RAL 110-1 vs Vaguely Mauve
RAL 110-1 is a RAL Effect color while Vaguely Mauve comes from Sherwin-Williams. RAL 110-1 reads as white, while Vaguely Mauve reads as grey — two distinct hue families, not close cousins. At LRV 80 vs 57, RAL 110-1 will read as the brighter of the two — a 22-point gap that matters most in north-facing or low-light rooms. At ΔE 12.1, these are genuinely distinct colors — a strong contrast if used together, or a meaningful choice between two different directions. Below you'll find 1 real-room photo comparison where both colors appear side by side, plus 5 simulated room previews.

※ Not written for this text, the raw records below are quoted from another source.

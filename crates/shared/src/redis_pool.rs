//! Redis 连接管理
//!
//! 分发队列的唯一后端。多路复用连接本身可以并发使用，
//! 这里只负责建立、检查和向各组件发放连接句柄。

use redis::Client;
use redis::aio::MultiplexedConnection;
use tracing::info;

use crate::config::RedisConfig;
use crate::error::{NotifyError, Result};

/// Redis 连接池
///
/// 启动时建立一条多路复用连接，之后 `connection()` 返回的是它的廉价克隆。
#[derive(Clone)]
pub struct RedisPool {
    conn: MultiplexedConnection,
}

impl RedisPool {
    pub async fn connect(config: &RedisConfig) -> Result<Self> {
        let client = Client::open(config.url.as_str())?;
        let conn = client.get_multiplexed_async_connection().await?;
        info!("Redis 连接已建立");
        Ok(Self { conn })
    }

    pub fn connection(&self) -> MultiplexedConnection {
        self.conn.clone()
    }

    pub async fn health_check(&self) -> Result<()> {
        let mut conn = self.connection();
        redis::cmd("PING")
            .query_async::<String>(&mut conn)
            .await
            .map(|_| ())
            .map_err(NotifyError::from)
    }
}
//! 日志初始化
//!
//! 基于 tracing-subscriber，`RUST_LOG` 优先于配置中的 log_level。

use anyhow::{Result, anyhow};
use tracing_subscriber::{EnvFilter, Layer, fmt, layer::SubscriberExt, util::SubscriberInitExt};

use crate::config::ObservabilityConfig;

pub fn init(config: &ObservabilityConfig) -> Result<()> {
    let env_filter = EnvFilter::try_from_default_env()
        .or_else(|_| EnvFilter::try_new(&config.log_level))
        .unwrap_or_else(|_| EnvFilter::new("info"));

    let fmt_layer = if config.json_logs() {
        fmt::layer()
            .json()
            .with_current_span(true)
            .with_target(true)
            .with_thread_ids(true)
            .boxed()
    } else {
        fmt::layer().with_target(true).with_ansi(true).boxed()
    };

    tracing_subscriber::registry()
        .with(env_filter)
        .with(fmt_layer)
        .try_init()
        .map_err(|e| anyhow!("初始化日志失败: {e}"))
}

RAL 110-1 vs Vaguely Mauve in Real Spaces
1 real room side by side. Seeing RAL 110-1 and Vaguely Mauve in actual rooms makes the difference concrete; browse the spaces below to get a feel for how each color lives on a wall.
Bedroom
Bedroom walls are often seen under warm artificial light, a context that shifts both colors from how they look on a chip. The LRV gap is large enough that RAL 110-1 will make the room feel meaningfully brighter than Vaguely Mauve would.
Color Details
RAL 110-1 vs Vaguely Mauve Simulated Comparison
5 simulated room previews — drag the slider on each to see RAL 110-1 on one side and Vaguely Mauve on the other.
Digital color is approximate. These simulations are generated from the manufacturer's hex values and overlaid on grayscale room photos — your screen's calibration, brightness, and viewing angle all affect how they render. Before committing to either color, test physical samples in your own space under the light you actually live with.
More RAL 110-1 comparisons
See how RAL 110-1 stacks up against other well-photographed colors across different brands and tones.